Justice Minister David Lametti says Ottawa is weighing options for the design of a commission to review possible wrongful convictions, adding he is committed to getting the new body in place.
Lametti said Monday while he cannot give an "absolute timeline" as to when the commission will be formed, it's critical "to get this right."
"I can assure you that this will happen, and we're moving forward," Lametti said at a news conference concerning Indigenous residential schools.
The planned review commission will address the realities of racism, class bias and misogyny experienced by Indigenous women that lead to miscarriages of justice, he said.
A new report Monday from a group of senators called on the federal government to make changes to the conviction review process that would better reflect the challenges faced by Indigenous women.
The report by senators Margaret Dawn Anderson, Yvonne Boyer and Kim Pate advocates an approach that would recognize the oppression experienced by Indigenous women in the criminal legal system.
The report details the experiences of 12 Indigenous women, saying they were criminalized for trying to survive and navigate marginalization in society.

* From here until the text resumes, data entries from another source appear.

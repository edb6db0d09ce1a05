//! Cameras and scenes as seen by the compositor
//!
//! The compositor only needs a camera's identity and the pixel size of its
//! viewport, and a scene's camera list plus the global post-process switch.

use afterimage_core::define_id;

define_id!(
    /// Identifies a camera
    CameraId
);

define_id!(
    /// Identifies a mesh registered with an effect layer
    MeshId
);

/// Normalized viewport rectangle
#[derive(Clone, Copy, Debug, PartialEq)]
pub struct Viewport {
    pub x: f32,
    pub y: f32,
    pub width: f32,
    pub height: f32,
}

impl Viewport {
    pub const FULL: Self = Self {
        x: 0.0,
        y: 0.0,
        width: 1.0,
        height: 1.0,
    };

    pub fn new(x: f32, y: f32, width: f32, height: f32) -> Self {
        Self {
            x,
            y,
            width,
            height,
        }
    }
}

impl Default for Viewport {
    fn default() -> Self {
        Self::FULL
    }
}

/// A camera with a render size and viewport
#[derive(Clone, Debug)]
pub struct Camera {
    pub id: CameraId,
    pub name: String,
    pub viewport: Viewport,
    /// Size of the surface the camera renders to, in pixels
    pub render_width: u32,
    pub render_height: u32,
}

impl Camera {
    pub fn new(name: impl Into<String>, render_width: u32, render_height: u32) -> Self {
        Self {
            id: CameraId::new(),
            name: name.into(),
            viewport: Viewport::FULL,
            render_width,
            render_height,
        }
    }

    pub fn with_viewport(mut self, viewport: Viewport) -> Self {
        self.viewport = viewport;
        self
    }

    /// Viewport size in pixels, never below 1x1
    pub fn viewport_pixels(&self) -> (u32, u32) {
        let w = (self.render_width as f32 * self.viewport.width).round() as u32;
        let h = (self.render_height as f32 * self.viewport.height).round() as u32;
        (w.max(1), h.max(1))
    }
}

/// Scene collaborator: the cameras that exist and whether post-processing
/// is globally enabled
#[derive(Clone, Debug)]
pub struct Scene {
    cameras: Vec<Camera>,
    pub post_processes_enabled: bool,
}

impl Scene {
    pub fn new() -> Self {
        Self {
            cameras: Vec::new(),
            post_processes_enabled: true,
        }
    }

    pub fn add_camera(&mut self, camera: Camera) -> CameraId {
        let id = camera.id;
        self.cameras.push(camera);
        id
    }

    pub fn remove_camera(&mut self, id: CameraId) -> Option<Camera> {
        let index = self.cameras.iter().position(|c| c.id == id)?;
        Some(self.cameras.remove(index))
    }

    pub fn camera(&self, id: CameraId) -> Option<&Camera> {
        self.cameras.iter().find(|c| c.id == id)
    }

    pub fn camera_mut(&mut self, id: CameraId) -> Option<&mut Camera> {
        self.cameras.iter_mut().find(|c| c.id == id)
    }

    pub fn cameras(&self) -> &[Camera] {
        &self.cameras
    }
}

impl Default for Scene {
    fn default() -> Self {
        Self::new()
    }
}
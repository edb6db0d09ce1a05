//! Chromatic aberration pass

use serde::{Deserialize, Serialize};

use super::program;
use crate::pass::{PostProcess, UniformBlock, UniformValues};

/// Chromatic aberration parameters
#[derive(Clone, Debug, PartialEq, Serialize, Deserialize)]
#[serde(default)]
pub struct ChromaticAberrationParams {
    /// Channel offset in pixels
    pub amount: f32,
    /// How much the offset grows towards the borders
    pub radial_intensity: f32,
    /// Fixed offset direction; zero means radial from `center`
    pub direction: [f32; 2],
    pub center: [f32; 2],
}

impl Default for ChromaticAberrationParams {
    fn default() -> Self {
        Self {
            amount: 30.0,
            radial_intensity: 0.0,
            direction: [0.0, 0.0],
            center: [0.5, 0.5],
        }
    }
}

impl UniformBlock for ChromaticAberrationParams {
    fn uniform_names(&self) -> &'static [&'static str] {
        &["aberrationAmount", "radialIntensity", "direction", "centerPosition"]
    }

    fn write(&self, out: &mut UniformValues) {
        out.set("aberrationAmount", self.amount);
        out.set("radialIntensity", self.radial_intensity);
        out.set("direction", self.direction);
        out.set("centerPosition", self.center);
    }
}

pub fn chromatic_aberration(params: ChromaticAberrationParams) -> PostProcess {
    PostProcess::new("chromatic_aberration", program::CHROMATIC_ABERRATION).with_params(params)
}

It calls on the government to review the cases for possible miscarriages of justice.
Lametti said these women have access to the conviction review process currently in place within the Justice Department.
He said he knows that two of the women cited in the report are already in that process.
The recent death of David Milgaard, the victim of one of Canada's most notorious miscarriages of justice, has put renewed attention on Lametti's plan to create an independent criminal case review commission.
"I was profoundly saddened by the fact that he would not live to see this," Lametti said.